Stories, and Statistics
I’ve been wondering about the two ways of exploring the world recently. Stories, and statistics. Stories are causal interpretations of chains of events, one leading to another with barely a break. And statistics are analyses of the level of randomness of an event, trying to distill actual occurences from randomness. We use both, in varying ways, to try and make sense of everything, and we make a right mess of things when we try and combine the two.
One is an abductive process, where we craft the stories of how something came to be, based on pattern recognition, knowhow, and general leaps of faith. And the other is a deductive process, where we gather all the data and then assess outcomes against all possible explanations, coming with one that explains the deviations best. With any sufficiently complex phenomena, we are better off thinking statistically, because that would reduce the chance that we jump to poorly formed conclusions. Stories have to be formed through sufficient repetition.

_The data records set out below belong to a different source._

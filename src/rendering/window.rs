//! Windowed frontend built on macroquad.
//!
//! The grid is scaled to fill the window above a one-line status bar. Space
//! pauses, Escape closes the window.

use macroquad::prelude::*;
use tracing::info;

use crate::application::{Simulation, Universe};
use crate::domain::Grid;

const STATUS_BAR_HEIGHT: f32 = 28.0;

/// Window settings for a universe of the given size
pub fn window_conf(rows: usize, cols: usize) -> Conf {
    // Aim for 10px cells, within sane window bounds.
    let width = (cols as f32 * 10.0).clamp(320.0, 1600.0);
    let height = (rows as f32 * 10.0).clamp(240.0, 1000.0) + STATUS_BAR_HEIGHT;
    Conf {
        window_title: "Conway's Game of Life".to_owned(),
        window_width: width as i32,
        window_height: height as i32,
        window_resizable: true,
        ..Default::default()
    }
}

/// Open a window and drive the simulation from its frame loop.
/// Blocks until the window is closed.
pub fn run_windowed(universe: Universe, simulation: Simulation) {
    let (rows, cols) = universe.dimensions();
    // Started from a plain main, since the window is only one of two frontends picked at runtime.
    macroquad::Window::from_config(window_conf(rows, cols), event_loop(universe, simulation));
}

async fn event_loop(mut universe: Universe, mut simulation: Simulation) {
    let mut paused = false;
    let mut reported = false;

    loop {
        if is_key_pressed(KeyCode::Escape) {
            break;
        }
        if is_key_pressed(KeyCode::Space) {
            paused = !paused;
        }

        if !paused {
            simulation.tick(&mut universe, get_frame_time());
        }

        if simulation.is_finished() && !reported {
            let summary = simulation.summary(&universe);
            info!(
                generations_run = summary.generations_run,
                final_population = summary.final_population,
                stabilized = summary.stabilized,
                "simulation finished"
            );
            reported = true;
        }

        clear_background(BLACK);
        draw_grid(universe.snapshot());
        draw_status(&universe, &simulation, paused);

        next_frame().await;
    }
}

/// Size of one cell so the whole grid fits the drawable area
fn cell_size(grid: &Grid) -> f32 {
    let (rows, cols) = grid.dimensions();
    if rows == 0 || cols == 0 {
        return 0.0;
    }
    let area_height = (screen_height() - STATUS_BAR_HEIGHT).max(0.0);
    (screen_width() / cols as f32).min(area_height / rows as f32)
}

fn draw_grid(grid: &Grid) {
    let size = cell_size(grid);
    if size <= 0.0 {
        return;
    }

    let alive_color = Color::from_rgba(0, 255, 150, 255);
    let dead_cell_color = Color::from_rgba(15, 15, 15, 255);
    let grid_line_color = Color::from_rgba(40, 40, 40, 255);
    let draw_grid_lines = size >= 4.0;

    for (row, col, cell) in grid.iter_cells() {
        let x = col as f32 * size;
        let y = STATUS_BAR_HEIGHT + row as f32 * size;

        if cell.is_alive() {
            draw_rectangle(x, y, size, size, alive_color);
        } else if draw_grid_lines {
            draw_rectangle(x, y, size, size, dead_cell_color);
        }

        if draw_grid_lines {
            draw_rectangle_lines(x, y, size, size, 1.0, grid_line_color);
        }
    }
}

fn draw_status(universe: &Universe, simulation: &Simulation, paused: bool) {
    let status = if simulation.is_finished() {
        "Finished"
    } else if paused {
        "Paused"
    } else {
        "Running"
    };
    let text = format!(
        "Generation {} / {}   Population {}   {}",
        universe.generation(),
        simulation.config().generations,
        universe.population(),
        status
    );
    draw_text(&text, 8.0, 20.0, 20.0, Color::from_rgba(180, 180, 180, 255));
}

In things like climate science, economics, or medicine, we seem to rely more on stories, despite statistics being a better approach as we have more data, because stories bring us comfort and the premium we put on comfort is rather high. And in things like entertainment, which should ideally be based on stories, we rely on statistics to predict the next box office hit or the next popstar, which is a reductive approach to a complex problem.
Applying different modes of thought at will is what helps us be better, and knowing when to do what is a far stronger ability than to think about the mind in terms of biases against a platonic template. If folks knew how to apply these different modes of thought, we would be able to solve most of the debates we keep having, and actually move forward.